Quand j'ai commencé ce livre, c'était un peu par curiosité (titre presque oxymoresque dans sa compostion), un peu par défi (qu'est-ce qu'on peut bien attendre d'une analyse soi-disant sérieuse sur les connards?), un peu par attirance du vulgaire (connard, dans un titre, quand même...).
Ma lecture a commencé par de l'agacement, la définition de cette espèce invasive me semblant traîner en longueur, ainsi que les pourtant inévitables précautions sémantiques : un con est très différent d'un connard. D'où la mise en place de termes comme la connardise (défaut de celui qui est un connard), connarde (pas connasse ! ), la connarderie, (système d'organisation sociale fondé sur la connardise. Rem : la tolérance d'une société à la connardise individuelle la conduit à un état de connarderie générale).
Dès la partie deux, l'humour guilleret de l'auteur s'est effacé devant les implications sexistes, machistes et inciviles de l'attitude des connards que je reconnaissais à la lecture.
La partie trois finissait de me convaincre que ce n'était pas un essai en forme de blague, c'était une étude assez réfléchie et même annonciatrice du pire... "Un seul connard suffit rarement pour faire disparaître le respect d'une règle, il faut qu'il soit en quantité suffisante. Il existe un effet de seuil, c'est-à-dire un certain nombre de connards, au-delà duquel les choses changent subitement de nature."

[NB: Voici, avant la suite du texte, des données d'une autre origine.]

pub mod auth;
pub mod comments;
pub mod notes;
pub mod posts;
pub mod users;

Les parties quatre et cinq me plongeaient dans le désarroi : Manifestement, l'organisation de notre société semble être connardogène, c'est-à-dire qu'elle fabrique à la pelle du connard : société du spectacle, rézosossios, culte de la consommation, culte de la performance...
Une touche d'espoir dans le dernier chapitre? Comment éviter de songer au Connardicide (pas besoin d'expliquer ! ) quand on voit combien de connards imbuvables se pavanent en liberté autour de nous... On peut d'ailleurs définir le connard comme quelqu'un « qui n'a pas honte » ce qui est fréquent dans plein de domaines, notamment ceux où le narcissisme, le pouvoir ou l'appât du gain sont recherchés. Alors comment lutter ? En fuyant, en jouant collectif pour leur mettre la honte et déjouer leurs minables manoeuvres, en usant d'humour aussi pour supporter cette société...

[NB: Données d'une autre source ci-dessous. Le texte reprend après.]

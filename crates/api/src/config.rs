use std::str::FromStr;
use std::time::Duration;

use axum::http::{HeaderName, HeaderValue};

use crate::auth::jwt::JwtConfig;

/// Errors raised while reading configuration from the environment.
#[derive(Debug, thiserror::Error)]
pub enum ConfigError {
    #[error("{0} must be set")]
    Missing(&'static str),

    #[error("{var} has invalid value '{value}': {reason}")]
    Invalid {
        var: &'static str,
        value: String,
        reason: String,
    },
}

/// Origins allowed by the CORS layer.
#[derive(Debug, Clone)]
pub enum CorsOrigins {
    /// `*`: echo back whatever origin the request carries.
    Mirror,
    List(Vec<HeaderValue>),
}

/// Request headers allowed by the CORS layer.
#[derive(Debug, Clone)]
pub enum CorsHeaders {
    /// `*`: echo back the preflight's requested headers.
    Mirror,
    List(Vec<HeaderName>),
}

/// Log output format for the `fmt` subscriber layer.
#[derive(Debug, Clone, Copy, PartialEq, Eq)]
pub enum LogFormat {
    Text,
    Json,
}

/// Periods of the background database monitor.
#[derive(Debug, Clone, Copy)]
pub struct MonitorIntervals {
    /// How often connectivity is probed.
    pub probe: Duration,
    /// How often connection statistics are logged.
    pub stats: Duration,
}

/// Server configuration loaded from environment variables.
///
/// Everything except `DATABASE_URL` and `JWT_SECRET` has a default suitable
/// for local development.
#[derive(Debug, Clone)]
pub struct ServerConfig {
    pub database_url: String,
    pub database_max_connections: u32,
    /// Bind address (default: `0.0.0.0`).
    pub host: String,
    /// Bind port (default: `8080`).
    pub port: u16,
    pub cors_origins: CorsOrigins,
    pub cors_headers: CorsHeaders,
    pub cors_max_age_secs: u64,
    /// HTTP request timeout in seconds (default: `30`).
    pub request_timeout_secs: u64,
    pub jwt: JwtConfig,
    pub monitor: MonitorIntervals,
    pub log_format: LogFormat,
}

impl ServerConfig {
    /// Load configuration from the process environment.
    ///
    /// | Env Var                    | Default       |
    /// |----------------------------|---------------|
    /// | `DATABASE_URL`             | **required**  |
    /// | `DATABASE_MAX_CONNECTIONS` | `20`          |
    /// | `HOST`                     | `0.0.0.0`     |
    /// | `PORT`                     | `8080`        |
    /// | `CORS_ALLOWED_ORIGINS`     | `*`           |
    /// | `CORS_ALLOWED_HEADERS`     | `*`           |
    /// | `CORS_MAX_AGE_SECS`        | `3600`        |
    /// | `REQUEST_TIMEOUT_SECS`     | `30`          |
    /// | `JWT_SECRET`               | **required**  |
    /// | `JWT_EXPIRATION_SECS`      | `604800`      |
    /// | `DB_MONITOR_INTERVAL_SECS` | `3600`        |
    /// | `DB_STATS_INTERVAL_SECS`   | `86400`       |
    /// | `LOG_FORMAT`               | `text`        |
    pub fn from_env() -> Result<Self, ConfigError> {
        Self::from_lookup(|key| std::env::var(key).ok())
    }

    /// Build the configuration from an arbitrary key lookup.
    pub fn from_lookup<F>(lookup: F) -> Result<Self, ConfigError>
    where
        F: Fn(&str) -> Option<String>,
    {
        let env = Env(lookup);

        let database_url = env.required("DATABASE_URL")?;
        let database_max_connections = env.parsed("DATABASE_MAX_CONNECTIONS", 20)?;

        let host = env.get("HOST").unwrap_or_else(|| "0.0.0.0".into());
        let port = env.parsed("PORT", 8080)?;

        let cors_origins = parse_cors_origins(&env.get("CORS_ALLOWED_ORIGINS").unwrap_or_default())?;
        let cors_headers = parse_cors_headers(&env.get("CORS_ALLOWED_HEADERS").unwrap_or_default())?;
        let cors_max_age_secs = env.parsed("CORS_MAX_AGE_SECS", 3600)?;

        let request_timeout_secs = env.parsed("REQUEST_TIMEOUT_SECS", 30)?;

        let jwt = JwtConfig {
            secret: env.required("JWT_SECRET")?,
            expiration_secs: env.parsed("JWT_EXPIRATION_SECS", JwtConfig::DEFAULT_EXPIRATION_SECS)?,
        };
        if !(1..=JwtConfig::MAX_EXPIRATION_SECS).contains(&jwt.expiration_secs) {
            return Err(ConfigError::Invalid {
                var: "JWT_EXPIRATION_SECS",
                value: jwt.expiration_secs.to_string(),
                reason: format!("must be between 1 and {}", JwtConfig::MAX_EXPIRATION_SECS),
            });
        }

        let monitor = MonitorIntervals {
            probe: Duration::from_secs(env.positive("DB_MONITOR_INTERVAL_SECS", 3600)?),
            stats: Duration::from_secs(env.positive("DB_STATS_INTERVAL_SECS", 86_400)?),
        };

        let log_format = match env.get("LOG_FORMAT").as_deref() {
            None | Some("text") => LogFormat::Text,
            Some("json") => LogFormat::Json,
            Some(other) => {
                return Err(ConfigError::Invalid {
                    var: "LOG_FORMAT",
                    value: other.to_string(),
                    reason: "expected 'text' or 'json'".into(),
                })
            }
        };

        Ok(Self {
            database_url,
            database_max_connections,
            host,
            port,
            cors_origins,
            cors_headers,
            cors_max_age_secs,
            request_timeout_secs,
            jwt,
            monitor,
            log_format,
        })
    }
}

// ---------------------------------------------------------------------------
// Helpers
// ---------------------------------------------------------------------------

struct Env<F>(F);

impl<F> Env<F>
where
    F: Fn(&str) -> Option<String>,
{
    /// Trimmed value, treating blank as unset.
    fn get(&self, var: &str) -> Option<String> {
        (self.0)(var)
            .map(|v| v.trim().to_string())
            .filter(|v| !v.is_empty())
    }

    fn required(&self, var: &'static str) -> Result<String, ConfigError> {
        self.get(var).ok_or(ConfigError::Missing(var))
    }

    fn parsed<T>(&self, var: &'static str, default: T) -> Result<T, ConfigError>
    where
        T: FromStr,
        T::Err: std::fmt::Display,
    {
        match self.get(var) {
            None => Ok(default),
            Some(value) => value.parse().map_err(|e: T::Err| ConfigError::Invalid {
                var,
                reason: e.to_string(),
                value,
            }),
        }
    }

    fn positive(&self, var: &'static str, default: u64) -> Result<u64, ConfigError> {
        let value = self.parsed(var, default)?;
        if value == 0 {
            return Err(ConfigError::Invalid {
                var,
                value: "0".into(),
                reason: "must be greater than zero".into(),
            });
        }
        Ok(value)
    }
}

/// Parse a comma-separated origin list; blank or `*` means mirror.
fn parse_cors_origins(raw: &str) -> Result<CorsOrigins, ConfigError> {
    let items = split_list(raw);
    if items.is_empty() || items.contains(&"*") {
        return Ok(CorsOrigins::Mirror);
    }
    items
        .into_iter()
        .map(|origin| {
            HeaderValue::from_str(origin).map_err(|e| ConfigError::Invalid {
                var: "CORS_ALLOWED_ORIGINS",
                value: origin.to_string(),
                reason: e.to_string(),
            })
        })
        .collect::<Result<Vec<_>, _>>()
        .map(CorsOrigins::List)
}

/// Parse a comma-separated header list; blank or `*` means mirror.
fn parse_cors_headers(raw: &str) -> Result<CorsHeaders, ConfigError> {
    let items = split_list(raw);
    if items.is_empty() || items.contains(&"*") {
        return Ok(CorsHeaders::Mirror);
    }
    items
        .into_iter()
        .map(|name| {
            HeaderName::from_str(name).map_err(|e| ConfigError::Invalid {
                var: "CORS_ALLOWED_HEADERS",
                value: name.to_string(),
                reason: e.to_string(),
            })
        })
        .collect::<Result<Vec<_>, _>>()
        .map(CorsHeaders::List)
}

fn split_list(raw: &str) -> Vec<&str> {
    raw.split(',')
        .map(str::trim)
        .filter(|s| !s.is_empty())
        .collect()
}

Faisons donc de la connardologie : plutôt que s'en prendre aux boucs émissaires (hommes, jeunes, pauvres, banlieusards, immigrés, musulmans, etc...), identifier les connards parmi eux. Aborder les problèmes du vivre-ensemble par ce prisme.
"Ce salutaire exercice de pondération permet d'identifier le point commun à l'immense majorité des fauteurs de troubles, sans stigmatiser leurs catégories sociales d'appartenance. Ce principe est résumé par une sage maxime : « Il y a des connards partout. »"
Enfin, pourquoi lire ce livre? Pour répondre tout seul à la seule question qu'il laisse de côté jusqu'au bout : et moi dans tout ça?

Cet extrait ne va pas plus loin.